**WORK TO BE COMPLETED**. Could you repeat the records shown below exactly as written?

Dataset items:
■ ■ ■
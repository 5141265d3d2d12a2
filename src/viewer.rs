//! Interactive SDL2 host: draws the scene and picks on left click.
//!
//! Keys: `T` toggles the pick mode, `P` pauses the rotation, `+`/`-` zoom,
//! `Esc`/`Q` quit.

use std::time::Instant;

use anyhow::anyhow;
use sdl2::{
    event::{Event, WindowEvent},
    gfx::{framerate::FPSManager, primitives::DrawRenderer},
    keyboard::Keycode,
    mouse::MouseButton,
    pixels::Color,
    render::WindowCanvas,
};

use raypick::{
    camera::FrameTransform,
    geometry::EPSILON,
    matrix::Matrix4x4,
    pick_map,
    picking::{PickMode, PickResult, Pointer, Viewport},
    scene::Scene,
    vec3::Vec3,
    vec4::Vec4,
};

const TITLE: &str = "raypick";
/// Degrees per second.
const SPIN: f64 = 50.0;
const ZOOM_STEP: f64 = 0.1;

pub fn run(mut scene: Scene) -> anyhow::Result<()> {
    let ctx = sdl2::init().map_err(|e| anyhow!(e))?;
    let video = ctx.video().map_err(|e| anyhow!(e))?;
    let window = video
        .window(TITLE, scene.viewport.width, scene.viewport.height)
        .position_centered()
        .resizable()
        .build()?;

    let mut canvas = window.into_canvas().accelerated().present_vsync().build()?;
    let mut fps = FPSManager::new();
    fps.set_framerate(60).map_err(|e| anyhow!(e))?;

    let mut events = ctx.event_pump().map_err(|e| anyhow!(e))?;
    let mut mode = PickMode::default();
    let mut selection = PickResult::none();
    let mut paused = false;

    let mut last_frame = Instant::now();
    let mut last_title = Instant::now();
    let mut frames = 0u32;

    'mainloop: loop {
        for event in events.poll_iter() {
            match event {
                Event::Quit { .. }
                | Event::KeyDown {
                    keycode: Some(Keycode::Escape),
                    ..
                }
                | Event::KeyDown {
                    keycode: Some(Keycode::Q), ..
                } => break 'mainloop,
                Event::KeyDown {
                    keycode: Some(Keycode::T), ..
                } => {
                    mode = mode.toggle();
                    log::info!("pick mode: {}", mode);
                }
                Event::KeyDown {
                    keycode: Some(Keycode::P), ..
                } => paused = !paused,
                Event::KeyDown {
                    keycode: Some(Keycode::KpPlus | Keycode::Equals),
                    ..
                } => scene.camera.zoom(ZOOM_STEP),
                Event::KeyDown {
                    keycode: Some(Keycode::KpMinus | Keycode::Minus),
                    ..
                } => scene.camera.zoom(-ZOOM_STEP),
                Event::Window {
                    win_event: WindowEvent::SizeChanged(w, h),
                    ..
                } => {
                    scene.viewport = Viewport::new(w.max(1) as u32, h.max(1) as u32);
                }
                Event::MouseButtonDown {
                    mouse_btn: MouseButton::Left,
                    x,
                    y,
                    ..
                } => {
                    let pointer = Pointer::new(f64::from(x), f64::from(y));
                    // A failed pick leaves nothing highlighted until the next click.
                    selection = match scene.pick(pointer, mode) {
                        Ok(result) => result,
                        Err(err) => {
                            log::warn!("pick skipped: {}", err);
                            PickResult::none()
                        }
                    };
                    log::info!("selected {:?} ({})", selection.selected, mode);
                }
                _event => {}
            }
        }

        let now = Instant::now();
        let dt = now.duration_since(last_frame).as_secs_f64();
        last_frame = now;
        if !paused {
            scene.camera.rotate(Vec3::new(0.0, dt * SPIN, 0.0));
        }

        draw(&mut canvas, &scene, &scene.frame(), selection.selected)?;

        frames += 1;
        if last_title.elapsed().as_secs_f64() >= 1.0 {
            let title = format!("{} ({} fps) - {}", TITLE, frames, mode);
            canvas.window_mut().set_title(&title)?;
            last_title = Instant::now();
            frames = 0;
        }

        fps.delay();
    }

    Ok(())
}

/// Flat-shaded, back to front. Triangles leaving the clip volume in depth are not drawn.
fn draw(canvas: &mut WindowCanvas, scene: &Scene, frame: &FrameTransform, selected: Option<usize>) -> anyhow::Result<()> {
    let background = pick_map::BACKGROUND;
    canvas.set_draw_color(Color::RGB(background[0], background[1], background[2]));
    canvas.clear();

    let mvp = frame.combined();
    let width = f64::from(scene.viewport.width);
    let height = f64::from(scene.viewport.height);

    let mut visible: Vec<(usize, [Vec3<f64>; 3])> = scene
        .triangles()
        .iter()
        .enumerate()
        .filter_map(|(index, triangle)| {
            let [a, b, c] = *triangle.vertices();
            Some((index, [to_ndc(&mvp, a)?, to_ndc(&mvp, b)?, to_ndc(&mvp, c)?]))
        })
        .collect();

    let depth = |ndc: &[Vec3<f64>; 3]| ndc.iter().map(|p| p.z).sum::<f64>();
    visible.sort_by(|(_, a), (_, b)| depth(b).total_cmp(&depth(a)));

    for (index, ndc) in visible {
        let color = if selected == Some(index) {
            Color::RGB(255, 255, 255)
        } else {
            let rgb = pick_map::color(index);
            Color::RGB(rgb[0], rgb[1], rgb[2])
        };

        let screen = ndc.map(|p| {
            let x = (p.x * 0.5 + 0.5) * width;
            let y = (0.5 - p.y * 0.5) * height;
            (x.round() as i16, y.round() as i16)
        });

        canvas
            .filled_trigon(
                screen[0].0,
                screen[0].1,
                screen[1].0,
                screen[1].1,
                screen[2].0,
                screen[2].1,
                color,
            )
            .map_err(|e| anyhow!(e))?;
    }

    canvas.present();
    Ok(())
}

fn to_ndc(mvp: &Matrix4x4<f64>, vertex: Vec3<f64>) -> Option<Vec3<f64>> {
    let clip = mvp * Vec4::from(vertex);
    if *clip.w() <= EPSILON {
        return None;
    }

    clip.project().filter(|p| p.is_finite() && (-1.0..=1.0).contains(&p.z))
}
■ ■ ■
**YOUR RESPONSE**.
repository 5141265d3d2d12a2
filename src/viewer.rs
//! Interactive SDL2 host: draws the scene and picks on left click.
//!
//! Keys: `T` toggles the pick mode, `P` pauses the rotation, `+`/`-` zoom,
//! `Esc`/`Q` quit.

use std::time::Instant;

use anyhow::anyhow;
use sdl2::{
    event::{Event, WindowEvent},
    gfx::{framerate::FPSManager, primitives::DrawRenderer},
    keyboard::Keycode,
    mouse::MouseButton,
    pixels::Color,
    render::WindowCanvas,
};

use raypick::{
    camera::FrameTransform,
    geometry::EPSILON,
    matrix::Matrix4x4,
    pick_map,
    picking::{PickMode, PickResult, Pointer, Viewport},
    scene::Scene,
    vec3::Vec3,
    vec4::Vec4,
};

const TITLE: &str = "raypick";
/// Degrees per second.
const SPIN: f64 = 50.0;
const ZOOM_STEP: f64 = 0.1;

pub fn run(mut scene: Scene) -> anyhow::Result<()> {
    let ctx = sdl2::init().map_err(|e| anyhow!(e))?;
    let video = ctx.video().map_err(|e| anyhow!(e))?;
    let window = video
        .window(TITLE, scene.viewport.width, scene.viewport.height)
        .position_centered()
        .resizable()
        .build()?;

    let mut canvas = window.into_canvas().accelerated().present_vsync().build()?;
    let mut fps = FPSManager::new();
    fps.set_framerate(60).map_err(|e| anyhow!(e))?;

    let mut events = ctx.event_pump().map_err(|e| anyhow!(e))?;
    let mut mode = PickMode::default();
    let mut selection = PickResult::none();
    let mut paused = false;

    let mut last_frame = Instant::now();
    let mut last_title = Instant::now();
    let mut frames = 0u32;

    'mainloop: loop {
        for event in events.poll_iter() {
            match event {
                Event::Quit { .. }
                | Event::KeyDown {
                    keycode: Some(Keycode::Escape),
                    ..
                }
                | Event::KeyDown {
                    keycode: Some(Keycode::Q), ..
                } => break 'mainloop,
                Event::KeyDown {
                    keycode: Some(Keycode::T), ..
                } => {
                    mode = mode.toggle();
                    log::info!("pick mode: {}", mode);
                }
                Event::KeyDown {
                    keycode: Some(Keycode::P), ..
                } => paused = !paused,
                Event::KeyDown {
                    keycode: Some(Keycode::KpPlus | Keycode::Equals),
                    ..
                } => scene.camera.zoom(ZOOM_STEP),
                Event::KeyDown {
                    keycode: Some(Keycode::KpMinus | Keycode::Minus),
                    ..
                } => scene.camera.zoom(-ZOOM_STEP),
                Event::Window {
                    win_event: WindowEvent::SizeChanged(w, h),
                    ..
                } => {
                    scene.viewport = Viewport::new(w.max(1) as u32, h.max(1) as u32);
                }
                Event::MouseButtonDown {
                    mouse_btn: MouseButton::Left,
                    x,
                    y,
                    ..
                } => {
                    let pointer = Pointer::new(f64::from(x), f64::from(y));
                    // A failed pick leaves nothing highlighted until the next click.
                    selection = match scene.pick(pointer, mode) {
                        Ok(result) => result,
                        Err(err) => {
                            log::warn!("pick skipped: {}", err);
                            PickResult::none()
                        }
                    };
                    log::info!("selected {:?} ({})", selection.selected, mode);
                }
                _event => {}
            }
        }

        let now = Instant::now();
        let dt = now.duration_since(last_frame).as_secs_f64();
        last_frame = now;
        if !paused {
            scene.camera.rotate(Vec3::new(0.0, dt * SPIN, 0.0));
        }

        draw(&mut canvas, &scene, &scene.frame(), selection.selected)?;

        frames += 1;
        if last_title.elapsed().as_secs_f64() >= 1.0 {
            let title = format!("{} ({} fps) - {}", TITLE, frames, mode);
            canvas.window_mut().set_title(&title)?;
            last_title = Instant::now();
            frames = 0;
        }

        fps.delay();
    }

    Ok(())
}

/// Flat-shaded, back to front. Triangles leaving the clip volume in depth are not drawn.
fn draw(canvas: &mut WindowCanvas, scene: &Scene, frame: &FrameTransform, selected: Option<usize>) -> anyhow::Result<()> {
    let background = pick_map::BACKGROUND;
    canvas.set_draw_color(Color::RGB(background[0], background[1], background[2]));
    canvas.clear();

    let mvp = frame.combined();
    let width = f64::from(scene.viewport.width);
    let height = f64::from(scene.viewport.height);

    let mut visible: Vec<(usize, [Vec3<f64>; 3])> = scene
        .triangles()
        .iter()
        .enumerate()
        .filter_map(|(index, triangle)| {
            let [a, b, c] = *triangle.vertices();
            Some((index, [to_ndc(&mvp, a)?, to_ndc(&mvp, b)?, to_ndc(&mvp, c)?]))
        })
        .collect();

    let depth = |ndc: &[Vec3<f64>; 3]| ndc.iter().map(|p| p.z).sum::<f64>();
    visible.sort_by(|(_, a), (_, b)| depth(b).total_cmp(&depth(a)));

    for (index, ndc) in visible {
        let color = if selected == Some(index) {
            Color::RGB(255, 255, 255)
        } else {
            let rgb = pick_map::color(index);
            Color::RGB(rgb[0], rgb[1], rgb[2])
        };

        let screen = ndc.map(|p| {
            let x = (p.x * 0.5 + 0.5) * width;
            let y = (0.5 - p.y * 0.5) * height;
            (x.round() as i16, y.round() as i16)
        });

        canvas
            .filled_trigon(
                screen[0].0,
                screen[0].1,
                screen[1].0,
                screen[1].1,
                screen[2].0,
                screen[2].1,
                color,
            )
            .map_err(|e| anyhow!(e))?;
    }

    canvas.present();
    Ok(())
}

fn to_ndc(mvp: &Matrix4x4<f64>, vertex: Vec3<f64>) -> Option<Vec3<f64>> {
    let clip = mvp * Vec4::from(vertex);
    if *clip.w() <= EPSILON {
        return None;
    }

    clip.project().filter(|p| p.is_finite() && (-1.0..=1.0).contains(&p.z))
}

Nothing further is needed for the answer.